Однажды наступила кульминация. Как-то во время то ли ужина, то ли обеда вдруг стоном вырвалось, что знал бы, к чему все приведет, так, может, и вся его здешняя, парижская работа была бы не нужна. Сомнения по мере продвижения наших реформ его не беспокоили, они — терзали, гложили.

Иногда сегодня заговаривают о каких-то максимовских излишествах. Ни разу за все годы знакомства их не наблюдал. Мы садились за стол, потому что как у нас без сытного обеда или обильного ужина. Но и только, да — только. На склоне лет Владимир Емельянович был жесток в суждениях, случалось — прорывало. Но от боли за страну, за ее мучения, которые были и его мукой. Он стал ближе с собственным корреспондентом «Правды», журналистом и писателем Володей Большаковым. И все чаще статьи главного редактора «Континента» Владимира Максимова печатала эта газета. Современная история, именно история, совсем не литература, подкидывает еще те парадоксы. Сам Владимир Емельянович объяснял это тем, что либералы больше его не публикуют, а при переходе в оппозицию красные как раз более демократичны.

Виделись потом и в Москве. Пару раз захаживал он в редакцию. Кряжистости, твердой поступи у него поубавилось. А вот твердость характера оставалась. Он шел до конца. Ему с его максимовских высот было видно все. Мне кажется, он корил и истязал себя чрезмерно.

Его ранний уход в 1995-м виделся мне каким-то укором нам. Мы его подвели. Запрягали долго и «поскакали», как он повторял мне, «не туда». Эх, знал бы Владимир Емельянович, что вскоре многое, не все, дурное уйдет, наладится, перевернется…

Но в историю можно вмешаться, а переделать ее не дано даже таким глыбам, как Максимов.

Напиться с Франсуазой Саган

Беседа с великой французской писательницей проходила весьма своеобразно. Зато откровенно.

Мне никогда бы с ней не встретиться, если бы не приятель тех парижских лет писатель Эдуард Лимонов, который с моей помощью готовился вернуться на Родину из своего парижского изгнания.

Звонки мадам Саган по заветному телефону, который достал мне кто-то из приятелей-французов, всегда заканчивались одинаково. Скучный женский голос сообщал, что я действительно звоню по такому-то номеру в прачечную и могу оставить сообщение на автоответчик.
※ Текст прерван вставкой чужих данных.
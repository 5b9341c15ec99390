//! Graph construction and wiring.
//!
//! A [`Graph`] is a set of named [`Node`]s plus edges. By default the wiring
//! is inferred by name: a data edge exists wherever one node's output name
//! equals another node's input name. Explicit edge mode turns inference off
//! and requires every data edge to be declared by hand.
//!
//! Construction validates the whole structure up front — duplicate
//! producers, gate targets that name no node, inconsistent defaults — so a
//! graph that builds successfully is a graph the runner can execute without
//! structural surprises.
//!
//! Graphs are cheaply cloneable: the structure lives behind an `Arc`, and
//! [`bind`](Graph::bind) / [`select`](Graph::select) produce lightweight
//! views that share it.
//!
//! # Example
//!
//! ```rust
//! use weft_core::node::FunctionNode;
//! use weft_core::graph::Graph;
//! use serde_json::json;
//!
//! let graph = Graph::builder("pipeline")
//!     .node(
//!         FunctionNode::builder("double")
//!             .input("x")
//!             .output("y")
//!             .sync(|i| Ok(json!(i["x"].as_i64().unwrap_or(0) * 2)))
//!             .build()
//!             .unwrap(),
//!     )
//!     .node(
//!         FunctionNode::builder("triple")
//!             .input("y")
//!             .output("z")
//!             .sync(|i| Ok(json!(i["y"].as_i64().unwrap_or(0) * 3)))
//!             .build()
//!             .unwrap(),
//!     )
//!     .build()
//!     .unwrap();
//!
//! assert_eq!(graph.producers_of("y"), ["double"]);
//! ```

use crate::error::{GraphError, Result};
use crate::inputs::{analyze_inputs, InputAnalysis, InputSpec};
use crate::node::{Node, END};
use sha2::{Digest, Sha256};
use std::collections::HashMap;
use std::sync::Arc;

/// The two edge kinds.
#[derive(Debug, Clone, PartialEq, Eq)]
pub enum EdgeKind {
    /// Carries the named value from producer to consumer.
    Data(String),
    /// Gate-to-target activation; carries no value.
    Control,
}

/// A directed edge between two named nodes.
#[derive(Debug, Clone, PartialEq, Eq)]
pub struct Edge {
    /// Producing (or gating) node.
    pub source: String,
    /// Consuming (or gated) node.
    pub target: String,
    /// Data or control.
    pub kind: EdgeKind,
}

/// Immutable structure shared by every view of a graph.
#[derive(Debug)]
pub(crate) struct GraphCore {
    pub(crate) name: String,
    pub(crate) nodes: HashMap<String, Node>,
    /// Declaration order; drives deterministic scheduling and merging.
    pub(crate) order: Vec<String>,
    pub(crate) edges: Vec<Edge>,
    /// Value name -> producing node names, in declaration order.
    pub(crate) producers: HashMap<String, Vec<String>>,
    /// Node name -> gates whose target set names it.
    pub(crate) controlling_gates: HashMap<String, Vec<String>>,
    pub(crate) analysis: InputAnalysis,
    fingerprint: String,
}

/// A dataflow graph: nodes wired by name matching (or explicit edges), plus
/// this view's bound values and output selection.
#[derive(Debug, Clone)]
pub struct Graph {
    core: Arc<GraphCore>,
    bound: HashMap<String, serde_json::Value>,
    selection: Option<Vec<String>>,
}

impl Graph {
    /// Start building a graph with the given name.
    pub fn builder(name: impl Into<String>) -> GraphBuilder {
        GraphBuilder {
            name: name.into(),
            nodes: Vec::new(),
            explicit_edges: None,
        }
    }

    /// Graph name.
    pub fn name(&self) -> &str {
        &self.core.name
    }

    /// Node names in declaration order.
    pub fn order(&self) -> &[String] {
        &self.core.order
    }

    /// Look up a node by name.
    pub fn node(&self, name: &str) -> Option<&Node> {
        self.core.nodes.get(name)
    }

    /// Nodes in declaration order.
    pub fn nodes(&self) -> impl Iterator<Item = &Node> {
        self.core.order.iter().filter_map(|n| self.core.nodes.get(n))
    }

    /// All edges (data and control).
    pub fn edges(&self) -> &[Edge] {
        &self.core.edges
    }

    /// Names of the nodes that produce `value`, in declaration order.
    pub fn producers_of(&self, value: &str) -> &[String] {
        self.core
            .producers
            .get(value)
            .map(Vec::as_slice)
            .unwrap_or(&[])
    }

    /// Whether `node` is the only producer of `value`.
    pub fn is_sole_producer(&self, node: &str, value: &str) -> bool {
        matches!(self.producers_of(value), [only] if only == node)
    }

    /// Gates whose declared target set names `node`.
    pub fn controlling_gates(&self, node: &str) -> &[String] {
        self.core
            .controlling_gates
            .get(node)
            .map(Vec::as_slice)
            .unwrap_or(&[])
    }

    /// Pre-bind a value: every run of this view sees it without the caller
    /// passing it. Fails if no node consumes `name`.
    pub fn bind(&self, name: impl Into<String>, value: serde_json::Value) -> Result<Graph> {
        let name = name.into();
        let consumed = self
            .nodes()
            .any(|n| n.inputs().iter().any(|i| *i == name));
        if !consumed {
            return Err(GraphError::config(format!(
                "cannot bind '{name}': no node in graph '{}' consumes it",
                self.core.name
            )));
        }
        let mut view = self.clone();
        view.bound.insert(name, value);
        Ok(view)
    }

    /// Remove a binding, if present.
    pub fn unbind(&self, name: &str) -> Graph {
        let mut view = self.clone();
        view.bound.remove(name);
        view
    }

    /// Values bound on this view.
    pub fn bound(&self) -> &HashMap<String, serde_json::Value> {
        &self.bound
    }

    /// Restrict run results to the named values. Fails if a name is never
    /// produced in the graph.
    pub fn select(&self, outputs: impl IntoIterator<Item = impl Into<String>>) -> Result<Graph> {
        let outputs: Vec<String> = outputs.into_iter().map(Into::into).collect();
        for name in &outputs {
            if !self.core.producers.contains_key(name) {
                return Err(GraphError::config(format!(
                    "cannot select '{name}': no node in graph '{}' produces it",
                    self.core.name
                )));
            }
        }
        let mut view = self.clone();
        view.selection = Some(outputs);
        Ok(view)
    }

    /// This view's output selection, if any.
    pub fn selection(&self) -> Option<&[String]> {
        self.selection.as_deref()
    }

    /// Names this view exposes as outputs: the selection if set, otherwise
    /// every produced value name, sorted.
    pub fn output_names(&self) -> Vec<String> {
        match &self.selection {
            Some(sel) => sel.clone(),
            None => {
                let mut names: Vec<String> = self.core.producers.keys().cloned().collect();
                names.sort();
                names
            }
        }
    }

    /// Classify this view's external inputs, with bound names carved out of
    /// the structural categories.
    pub fn input_spec(&self) -> InputSpec {
        let mut spec = self.core.analysis.spec.clone();
        if self.bound.is_empty() {
            return spec;
        }
        let mut bound: Vec<String> = Vec::new();
        for names in [&mut spec.required, &mut spec.optional, &mut spec.seeds] {
            names.retain(|n| {
                if self.bound.contains_key(n) {
                    bound.push(n.clone());
                    false
                } else {
                    true
                }
            });
        }
        bound.sort();
        spec.bound = bound;
        spec
    }

    /// Structural input analysis, before bindings are carved out.
    pub(crate) fn analysis(&self) -> &InputAnalysis {
        &self.core.analysis
    }

    /// A declared default for `param` on any consuming node. Build-time
    /// validation guarantees all consumers agree, so one is representative.
    pub fn default_for(&self, param: &str) -> Option<&serde_json::Value> {
        self.nodes().find_map(|n| n.default_for(param))
    }

    /// Whether any node requires an asynchronous execution context.
    pub fn requires_async(&self) -> bool {
        self.nodes().any(Node::requires_async)
    }

    /// Whether this graph (recursively) contains an interrupt node.
    pub fn contains_interrupt(&self) -> bool {
        self.nodes().any(Node::contains_interrupt)
    }

    /// Structural fingerprint: a stable hex digest over node fingerprints
    /// and the edge set, independent of declaration order, bindings, and
    /// output selection.
    pub fn fingerprint(&self) -> &str {
        &self.core.fingerprint
    }
}
//! Versioned execution state.
//!
//! A run owns one [`ExecutionState`]: the current value of every produced
//! (or caller-supplied) name, a monotonic version per name, a per-node
//! record of the input versions it last executed against, and the latest
//! decision of every gate. Staleness is version comparison, never value
//! comparison: writing an equal value still bumps the version and still
//! re-triggers consumers.

use crate::node::{InputMap, Node, RouteDecision};
use std::collections::HashMap;

/// What one node last executed against.
#[derive(Debug, Clone, Default)]
pub struct ExecutionRecord {
    /// Version of every input at the time of execution; constants (bound
    /// values and defaults) are recorded as version 0.
    pub input_versions: HashMap<String, u64>,
    /// Superstep the execution happened in.
    pub superstep: usize,
}

/// An input value resolved for one invocation.
#[derive(Debug, Clone)]
pub struct ResolvedInput {
    /// The value handed to the node.
    pub value: serde_json::Value,
    /// Its version: a state version, or 0 for bound values and defaults.
    pub version: u64,
}

/// Mutable state of one run.
#[derive(Debug, Clone, Default)]
pub struct ExecutionState {
    values: HashMap<String, serde_json::Value>,
    versions: HashMap<String, u64>,
    records: HashMap<String, ExecutionRecord>,
    decisions: HashMap<String, RouteDecision>,
}

impl ExecutionState {
    /// Empty state.
    pub fn new() -> Self {
        Self::default()
    }

    /// Inject caller-supplied values before the first superstep. Each enters
    /// at version 1, exactly as if a node had produced it.
    pub fn seed(values: impl IntoIterator<Item = (String, serde_json::Value)>) -> Self {
        let mut state = Self::default();
        for (name, value) in values {
            state.set(name, value);
        }
        state
    }

    /// Current value of `name`, if present.
    pub fn get(&self, name: &str) -> Option<&serde_json::Value> {
        self.values.get(name)
    }

    /// Current version of `name`; 0 means never written.
    pub fn version(&self, name: &str) -> u64 {
        self.versions.get(name).copied().unwrap_or(0)
    }

    /// Write a value and bump its version. Equal values still bump.
    pub fn set(&mut self, name: impl Into<String>, value: serde_json::Value) {
        let name = name.into();
        *self.versions.entry(name.clone()).or_insert(0) += 1;
        self.values.insert(name, value);
    }

    /// Whether `node` has executed at least once this run.
    pub fn has_run(&self, node: &str) -> bool {
        self.records.contains_key(node)
    }

    /// The record of `node`'s last execution, if any.
    pub fn record(&self, node: &str) -> Option<&ExecutionRecord> {
        self.records.get(node)
    }

    /// Record that `node` executed against the given input versions.
    pub fn record_execution(
        &mut self,
        node: impl Into<String>,
        input_versions: HashMap<String, u64>,
        superstep: usize,
    ) {
        self.records.insert(
            node.into(),
            ExecutionRecord {
                input_versions,
                superstep,
            },
        );
    }

    /// The latest recorded decision of `gate`, if any.
    pub fn decision(&self, gate: &str) -> Option<&RouteDecision> {
        self.decisions.get(gate)
    }

    /// Record a gate decision.
    pub fn record_decision(&mut self, gate: impl Into<String>, decision: RouteDecision) {
        self.decisions.insert(gate.into(), decision);
    }

    /// Drop a gate's decision; used when the gate goes stale so its old
    /// verdict cannot activate anyone.
    pub fn clear_decision(&mut self, gate: &str) {
        self.decisions.remove(gate);
    }

    /// Resolve one input for `node`: run state first, then the view's bound
    /// values, then the node's declared default. `None` means unavailable.
    pub fn resolve_input(
        &self,
        bound: &HashMap<String, serde_json::Value>,
        node: &Node,
        name: &str,
    ) -> Option<ResolvedInput> {
        if let Some(value) = self.values.get(name) {
            return Some(ResolvedInput {
                value: value.clone(),
                version: self.version(name),
            });
        }
        if let Some(value) = bound.get(name) {
            return Some(ResolvedInput {
                value: value.clone(),
                version: 0,
            });
        }
        node.default_for(name).map(|value| ResolvedInput {
            value: value.clone(),
            version: 0,
        })
    }

    /// Resolve every input of `node`, or `None` if any is unavailable.
    /// Returns the values and the version map to record on execution.
    pub fn snapshot_inputs(
        &self,
        bound: &HashMap<String, serde_json::Value>,
        node: &Node,
    ) -> Option<(InputMap, HashMap<String, u64>)> {
        let mut values = InputMap::with_capacity(node.inputs().len());
        let mut versions = HashMap::with_capacity(node.inputs().len());
        for input in node.inputs() {
            let resolved = self.resolve_input(bound, node, input)?;
            versions.insert(input.clone(), resolved.version);
            values.insert(input.clone(), resolved.value);
        }
        Some((values, versions))
    }

    /// Names currently present in state, with values; consumed when
    /// extracting run outputs.
    pub fn values(&self) -> &HashMap<String, serde_json::Value> {
        &self.values
    }
}

#[cfg(test)]
mod tests {
    use super::*;
    use crate::node::FunctionNode;
    use serde_json::json;

    #[test]
    fn equal_writes_still_bump_versions() {
        let mut state = ExecutionState::new();
        state.set("x", json!(5));
        assert_eq!(state.version("x"), 1);
        state.set("x", json!(5));
        assert_eq!(state.version("x"), 2);
        assert_eq!(state.get("x"), Some(&json!(5)));
    }

    #[test]
    fn seeded_values_enter_at_version_one() {
        let state = ExecutionState::seed([("x".to_string(), json!(1))]);
        assert_eq!(state.version("x"), 1);
        assert_eq!(state.version("missing"), 0);
    }

    #[test]
    fn resolution_prefers_state_over_bound_over_default() {
        let node = FunctionNode::builder("n")
            .input("p")
            .output("q")
            .default_value("p", json!("default"))
            .sync(|_| Ok(json!(0)))
            .build()
            .unwrap();
        let bound = HashMap::from([("p".to_string(), json!("bound"))]);

        let mut state = ExecutionState::new();
        let resolved = state.resolve_input(&bound, &node, "p").unwrap();
        assert_eq!(resolved.value, json!("bound"));
        assert_eq!(resolved.version, 0);

        let resolved = state.resolve_input(&HashMap::new(), &node, "p").unwrap();
        assert_eq!(resolved.value, json!("default"));

        state.set("p", json!("produced"));
        let resolved = state.resolve_input(&bound, &node, "p").unwrap();
        assert_eq!(resolved.value, json!("produced"));
        assert_eq!(resolved.version, 1);
    }

    #[test]
    fn snapshot_fails_when_an_input_is_missing() {
        let node = FunctionNode::builder("n")
            .input("a")
            .input("b")
            .output("c")
            .sync(|_| Ok(json!(0)))
            .build()
            .unwrap();
        let mut state = ExecutionState::new();
        state.set("a", json!(1));
        assert!(state.snapshot_inputs(&HashMap::new(), &node).is_none());
        state.set("b", json!(2));
        let (values, versions) = state.snapshot_inputs(&HashMap::new(), &node).unwrap();
        assert_eq!(values["a"], json!(1));
        assert_eq!(versions["b"], 1);
    }
}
Я и бросал трубку, и оставлял трогательные мольбы с просьбой перезвонить замечательному российскому журналисту — бесполезно.

Рассказал обо всем Эдику, который в начале 1990-х был еще в центре парижской богемы, но, получив обратно советское гражданство, потихоньку готовил себя, жену Наташу Медведеву и всех друзей к отъезду на историческую родину. Борьбу за паспорт Эдуард вел не без моего настырного участия, порой заходил ко мне на авеню Суффрен, что окно в окно с ЮНЕСКО, и слегка корил нас с женой за чудившуюся буржуазность.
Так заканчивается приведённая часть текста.